• _Exercise goal_: Could you retype, exactly as written, every line from the top of the records through the line that contains "pub enum TrackerError"?
Content starts
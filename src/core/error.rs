//! Error taxonomy shared by the store, the price providers and the tracker.

use std::path::PathBuf;
use thiserror::Error;

/// Failures of the durable transaction store. Fatal at startup.
#[derive(Debug, Error)]
pub enum StorageError {
    #[error("Failed to open transaction store at {path}: {source}")]
    Open {
        path: PathBuf,
        #[source]
        source: rusqlite::Error,
    },

    #[error("Transaction store error: {0}")]
    Sqlite(#[from] rusqlite::Error),

    #[error("Corrupt transaction row {row}: {reason}")]
    CorruptRow { row: i64, reason: String },

    #[error("Transaction store I/O error: {0}")]
    Io(#[from] std::io::Error),
}

/// Invalid caller-supplied configuration. Surfaced, never recovered.
#[derive(Debug, Error, PartialEq, Eq)]
pub enum ConfigurationError {
    #[error("unknown report format: {0}")]
    UnknownReportFormat(String),
}

/// Failures talking to the external price service.
///
/// These never leave [`crate::core::market::Company`]; they are logged and
/// downgraded to "price unavailable".
#[derive(Debug, Error)]
pub enum MarketDataError {
    #[error("Failed to build HTTP client: {0}")]
    Client(#[source] reqwest::Error),

    #[error("Invalid price service URL {url}: {reason}")]
    InvalidBaseUrl { url: String, reason: String },

    #[error("Request error for symbol {symbol}: {source}")]
    Request {
        symbol: String,
        #[source]
        source: reqwest::Error,
    },

    #[error("Request timed out for symbol {symbol}")]
    Timeout { symbol: String },

    #[error("HTTP error: {status} for symbol: {symbol}")]
    Http {
        symbol: String,
        status: reqwest::StatusCode,
    },

    #[error("Failed to parse price response for {symbol}: {source}")]
    Parse {
        symbol: String,
        #[source]
        source: serde_json::Error,
    },
}

/// Errors returned by [`crate::tracker::Tracker`] operations.
#[derive(Debug, Error)]
pub enum TrackerError {
    #[error(transparent)]
    Storage(#[from] StorageError),

    #[error(transparent)]
    Configuration(#[from] ConfigurationError),

    #[error("Failed to write output: {0}")]
    Output(#[source] std::io::Error),
}
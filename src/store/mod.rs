//! Durable, row-oriented transaction storage.

pub mod memory;
pub mod sqlite;

use crate::core::error::StorageError;
use crate::core::transaction::{Transaction, parse_iso_timestamp};

pub use memory::MemoryStore;
pub use sqlite::SqliteStore;

/// One persisted transaction. The surrogate id is assigned by the store
/// and never read back into the domain.
#[derive(Debug, Clone, PartialEq)]
pub struct TransactionRow {
    pub id: i64,
    pub amount: f64,
    pub category: String,
    pub date: String,
    pub description: String,
}

impl TransactionRow {
    pub fn into_transaction(self) -> Result<Transaction, StorageError> {
        let timestamp =
            parse_iso_timestamp(&self.date).map_err(|e| StorageError::CorruptRow {
                row: self.id,
                reason: format!("invalid date '{}': {e}", self.date),
            })?;
        Ok(Transaction::new(
            self.amount,
            self.category,
            timestamp,
            self.description,
        ))
    }
}

/// Append-only storage. There is no update, delete, or grouping of appends.
pub trait TransactionStore {
    /// Idempotently creates the schema.
    fn initialize(&self) -> Result<(), StorageError>;

    fn append(
        &self,
        amount: f64,
        category: &str,
        iso_timestamp: &str,
        description: &str,
    ) -> Result<(), StorageError>;

    /// Every row, in insertion order.
    fn scan_all(&self) -> Result<Vec<TransactionRow>, StorageError>;
}
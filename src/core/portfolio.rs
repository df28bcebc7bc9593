use crate::core::market::Company;
use crate::core::price::PriceProvider;
use futures::future::join_all;
use tracing::debug;

/// Latest prices keyed by symbol, in first-tracked order. Each symbol
/// appears once; re-inserting a symbol overwrites its price in place.
#[derive(Debug, Clone, Default, PartialEq)]
pub struct QuoteTable {
    entries: Vec<(String, Option<f64>)>,
}

impl QuoteTable {
    pub fn insert(&mut self, symbol: &str, price: Option<f64>) {
        match self.entries.iter_mut().find(|(s, _)| s == symbol) {
            Some(entry) => entry.1 = price,
            None => self.entries.push((symbol.to_string(), price)),
        }
    }

    /// `None` if the symbol is untracked, `Some(None)` if its price is unavailable.
    pub fn get(&self, symbol: &str) -> Option<Option<f64>> {
        self.entries
            .iter()
            .find(|(s, _)| s == symbol)
            .map(|(_, price)| *price)
    }

    pub fn len(&self) -> usize {
        self.entries.len()
    }

    pub fn is_empty(&self) -> bool {
        self.entries.is_empty()
    }

    pub fn iter(&self) -> impl Iterator<Item = (&str, Option<f64>)> {
        self.entries.iter().map(|(s, p)| (s.as_str(), *p))
    }
}

/// Tracked symbols in tracking order. Duplicates are kept; there is no removal.
#[derive(Debug, Clone, Default)]
pub struct Portfolio {
    companies: Vec<Company>,
}

impl Portfolio {
    pub fn new() -> Self {
        Self::default()
    }

    /// Adds a symbol without validating it against the price service.
    pub fn track(&mut self, symbol: &str) {
        self.companies.push(Company::new(symbol));
    }

    pub fn len(&self) -> usize {
        self.companies.len()
    }

    pub fn is_empty(&self) -> bool {
        self.companies.is_empty()
    }

    /// Refreshes every tracked company and collects the latest prices.
    ///
    /// Fetches run concurrently since each only touches its own company.
    /// Results are folded in tracking order, so for a duplicated symbol the
    /// last entry wins.
    pub async fn current_prices(&mut self, provider: &dyn PriceProvider) -> QuoteTable {
        debug!("Refreshing prices for {} tracked symbols", self.companies.len());
        let prices = join_all(self.companies.iter_mut().map(|c| c.update(provider))).await;

        let mut table = QuoteTable::default();
        for (company, price) in self.companies.iter().zip(prices) {
            table.insert(company.symbol(), price);
        }
        table
    }
}
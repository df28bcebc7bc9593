//! Core business logic abstractions

pub mod account;
pub mod config;
pub mod error;
pub mod log;
pub mod market;
pub mod portfolio;
pub mod price;
pub mod report;
pub mod transaction;

// Re-export main types for cleaner imports
pub use account::Account;
pub use error::{ConfigurationError, MarketDataError, StorageError, TrackerError};
pub use price::{PriceHistory, PricePoint, PriceProvider};
pub use report::ReportFormat;
pub use transaction::Transaction;
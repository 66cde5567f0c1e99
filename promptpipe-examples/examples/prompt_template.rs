//! Chat prompt templates: render system/user messages from one input, then send them.

use anyhow::Result;
use dotenv::dotenv;
use promptpipe::chain::{Node, Pipeline, Stage};
use promptpipe::config::LlmConfig;
use promptpipe::stage::{ChatTemplateStage, LlmStage};
use promptpipe::utils::llm::ChatClient;
use serde_json::json;

#[tokio::main]
async fn main() -> Result<()> {
    dotenv().ok();

    let chat_prompt = ChatTemplateStage::from_messages(vec![
        ("system", "you are an assistant that answers questions in a {style} style"),
        ("user", "{question}"),
    ]);

    let input = json!({"style": "funny", "question": "Who is Alan Turing?"});

    // render once to see what the model will receive
    let messages = chat_prompt.apply(input.clone()).await?;
    for msg in messages.as_array().unwrap() {
        println!(
            "{}: {}",
            msg["role"].as_str().unwrap_or_default(),
            msg["content"].as_str().unwrap_or_default()
        );
    }

    let model = ChatClient::new(LlmConfig::from_env()?);
    let pipeline = Pipeline::new(Node::from(chat_prompt) | LlmStage::new(model));
    let result = pipeline.evaluate(input).await?;

    println!("{}", result);
    println!("{}", "=".repeat(30));
    println!("{}", result["content"].as_str().unwrap_or_default());
    Ok(())
}
//! Smallest possible use of the chat client: one prompt in, one completion out.

use anyhow::Result;
use dotenv::dotenv;
use promptpipe::config::LlmConfig;
use promptpipe::utils::llm::ChatClient;

#[tokio::main]
async fn main() -> Result<()> {
    dotenv().ok();

    let model = ChatClient::new(LlmConfig::from_env()?);
    let message = model.complete_text("Hello, world!").await?;

    println!("{:?}", message);
    println!("{}", "=".repeat(30));
    println!("{}", message.content);
    Ok(())
}
//! Ingestion: load a PDF, split it, embed the chunks and upsert them into Qdrant.
//!
//! Usage: `cargo run --example pdf_ingestion -- path/to/file.pdf`

use anyhow::Result;
use dotenv::dotenv;
use promptpipe::config::{EmbeddingConfig, VectorStoreConfig};
use promptpipe::utils::embedding::OpenAIEmbedding;
use promptpipe::utils::loaders::{Document, Load, PdfLoader};
use promptpipe::utils::splitting::RecursiveCharacterSplitter;
use promptpipe::utils::token::count_tokens_by_len;
use promptpipe::utils::vec_stores::QdrantStore;
use promptpipe::utils::JsonMap;
use serde_json::json;

#[tokio::main]
async fn main() -> Result<()> {
    dotenv().ok();

    // fail fast on configuration before doing any work
    let embedding_config = EmbeddingConfig::from_env()?;
    let store_config = VectorStoreConfig::from_env()?;

    let pdf_path = std::env::args().nth(1).unwrap_or_else(|| "gpt5.pdf".to_string());
    let docs = PdfLoader::new(pdf_path).load()?;

    let splitter = RecursiveCharacterSplitter::new(1000, 150);
    let splits = splitter.split_documents(docs, &count_tokens_by_len);
    if splits.is_empty() {
        return Ok(());
    }

    let enriched: Vec<Document> = splits.into_iter().map(Document::scrub_metadata).collect();

    let embedding = OpenAIEmbedding::new(embedding_config);
    let texts: Vec<String> = enriched.iter().map(|doc| doc.page_content.clone()).collect();
    let vectors = embedding.embed_batch(texts).await?;

    let store = QdrantStore::new(store_config)?;
    let points: Vec<(u64, Vec<f32>, JsonMap)> = enriched
        .into_iter()
        .zip(vectors)
        .enumerate()
        .map(|(index, (doc, vector))| {
            let mut payload = doc.metadata;
            payload.insert("page_content".to_string(), json!(doc.page_content));
            payload.insert("doc_id".to_string(), json!(format!("doc-{}", index)));
            (index as u64, vector, payload)
        })
        .collect();

    let ingested = points.len();
    store.upsert_points(points).await?;
    println!("ingested {} chunks into collection {}", ingested, store.collection);
    Ok(())
}
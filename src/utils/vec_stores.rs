use anyhow::Result;
use qdrant_client::prelude::{CreateCollection, Distance, QdrantClient, SearchPoints};
use qdrant_client::qdrant::vectors_config::Config;
use qdrant_client::qdrant::with_payload_selector::SelectorOptions::Enable;
use qdrant_client::qdrant::{
    CollectionOperationResponse, PointStruct, ScoredPoint, VectorParams, VectorsConfig,
    WithPayloadSelector,
};

use crate::config::VectorStoreConfig;
use crate::utils::embedding::EmbedVec;
use crate::utils::JsonMap;

pub type Vector = EmbedVec;

/// Vector store backed by a Qdrant collection.
///
/// This is a collaborator boundary: the store persists identified vectors with JSON
/// payloads and answers nearest-neighbour queries. Idempotency on id collision is
/// Qdrant's contract (an upsert with a known id overwrites the point).
pub struct QdrantStore {
    pub client: QdrantClient,
    pub collection: String,
}

impl QdrantStore {
    pub fn new(config: VectorStoreConfig) -> Result<Self> {
        let client = QdrantClient::from_url(config.url.as_str())
            .with_api_key(config.api_key)
            .build()?;
        Ok(Self {
            client,
            collection: config.collection,
        })
    }

    /// Qdrant point ids are unsigned integers or UUIDs, so identifiers here are numeric;
    /// put human-readable identifiers in the payload.
    pub fn create_point(id: u64, vec: Vector, payload: JsonMap) -> PointStruct {
        let payload = payload
            .into_iter()
            .map(|(key, value)| (key, value.into()))
            .collect();
        PointStruct {
            id: Some(id.into()),
            payload,
            vectors: Some(vec.into()),
        }
    }

    pub async fn create_simple_vector_collection(
        &self,
        collection_name: impl Into<String>,
        distance: Distance,
        vector_size: u64,
    ) -> Result<CollectionOperationResponse> {
        let create = CreateCollection {
            collection_name: collection_name.into(),
            vectors_config: Some(VectorsConfig {
                config: Some(Config::Params(VectorParams {
                    size: vector_size,
                    distance: distance.into(),
                    ..Default::default()
                })),
            }),
            ..Default::default()
        };
        self.client.create_collection(&create).await
    }

    pub async fn upsert_point(&self, id: u64, vec: Vector, payload: JsonMap) -> Result<()> {
        self.upsert_points(vec![(id, vec, payload)]).await
    }

    pub async fn upsert_points(&self, points: Vec<(u64, Vector, JsonMap)>) -> Result<()> {
        let points = points
            .into_iter()
            .map(|(id, vec, payload)| Self::create_point(id, vec, payload))
            .collect();
        self.client
            .upsert_points(&self.collection, points, None)
            .await
            .map(|_| ())
    }

    pub async fn search_nearest_with_payload(&self, vec: Vector, top_k: u64) -> Result<Vec<ScoredPoint>> {
        self.client
            .search_points(&SearchPoints {
                collection_name: self.collection.clone(),
                vector: vec,
                limit: top_k,
                with_payload: Some(WithPayloadSelector {
                    selector_options: Some(Enable(true)),
                }),
                ..Default::default()
            })
            .await
            .map(|response| response.result)
    }
}
//! A two-step processing pipeline: translate, then fan the translation into a
//! summarization chain.

use anyhow::Result;
use dotenv::dotenv;
use promptpipe::chain::{FanOut, Node, Pipeline};
use promptpipe::config::LlmConfig;
use promptpipe::stage::{ContentParser, LlmStage, TemplateStage};
use promptpipe::utils::llm::ChatClient;
use serde_json::json;

#[tokio::main]
async fn main() -> Result<()> {
    dotenv().ok();

    let template_translate = TemplateStage::new(
        "Translate the following text to {target_language}\n ```{initial_text}```",
    )
    .with_name("translate_template");
    let template_summary = TemplateStage::new(
        "Summarize the following text in 4 words:\n ```{text_to_summarize}```",
    )
    .with_name("summary_template");

    let model = ChatClient::new(LlmConfig::from_env()?);

    let translate = Node::from(template_translate) | LlmStage::new(model.clone()) | ContentParser;
    let pipeline = Pipeline::new(
        Node::from(FanOut::new().branch("text_to_summarize", translate))
            | template_summary
            | LlmStage::new(model)
            | ContentParser,
    );

    let result = pipeline
        .evaluate(json!({
            "initial_text": "promptpipe is a framework for developing LLM applications in Rust",
            "target_language": "Portuguese",
        }))
        .await?;

    println!("{}", result);
    Ok(())
}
Content ends
• _Answer area_:
filename src/core/error.rs
//! Error taxonomy shared by the store, the price providers and the tracker.

use std::path::PathBuf;
use thiserror::Error;

/// Failures of the durable transaction store. Fatal at startup.
#[derive(Debug, Error)]
pub enum StorageError {
    #[error("Failed to open transaction store at {path}: {source}")]
    Open {
        path: PathBuf,
        #[source]
        source: rusqlite::Error,
    },

    #[error("Transaction store error: {0}")]
    Sqlite(#[from] rusqlite::Error),

    #[error("Corrupt transaction row {row}: {reason}")]
    CorruptRow { row: i64, reason: String },

    #[error("Transaction store I/O error: {0}")]
    Io(#[from] std::io::Error),
}

/// Invalid caller-supplied configuration. Surfaced, never recovered.
#[derive(Debug, Error, PartialEq, Eq)]
pub enum ConfigurationError {
    #[error("unknown report format: {0}")]
    UnknownReportFormat(String),
}

/// Failures talking to the external price service.
///
/// These never leave [`crate::core::market::Company`]; they are logged and
/// downgraded to "price unavailable".
#[derive(Debug, Error)]
pub enum MarketDataError {
    #[error("Failed to build HTTP client: {0}")]
    Client(#[source] reqwest::Error),

    #[error("Invalid price service URL {url}: {reason}")]
    InvalidBaseUrl { url: String, reason: String },

    #[error("Request error for symbol {symbol}: {source}")]
    Request {
        symbol: String,
        #[source]
        source: reqwest::Error,
    },

    #[error("Request timed out for symbol {symbol}")]
    Timeout { symbol: String },

    #[error("HTTP error: {status} for symbol: {symbol}")]
    Http {
        symbol: String,
        status: reqwest::StatusCode,
    },

    #[error("Failed to parse price response for {symbol}: {source}")]
    Parse {
        symbol: String,
        #[source]
        source: serde_json::Error,
    },
}

/// Errors returned by [`crate::tracker::Tracker`] operations.
#[derive(Debug, Error)]
pub enum TrackerError {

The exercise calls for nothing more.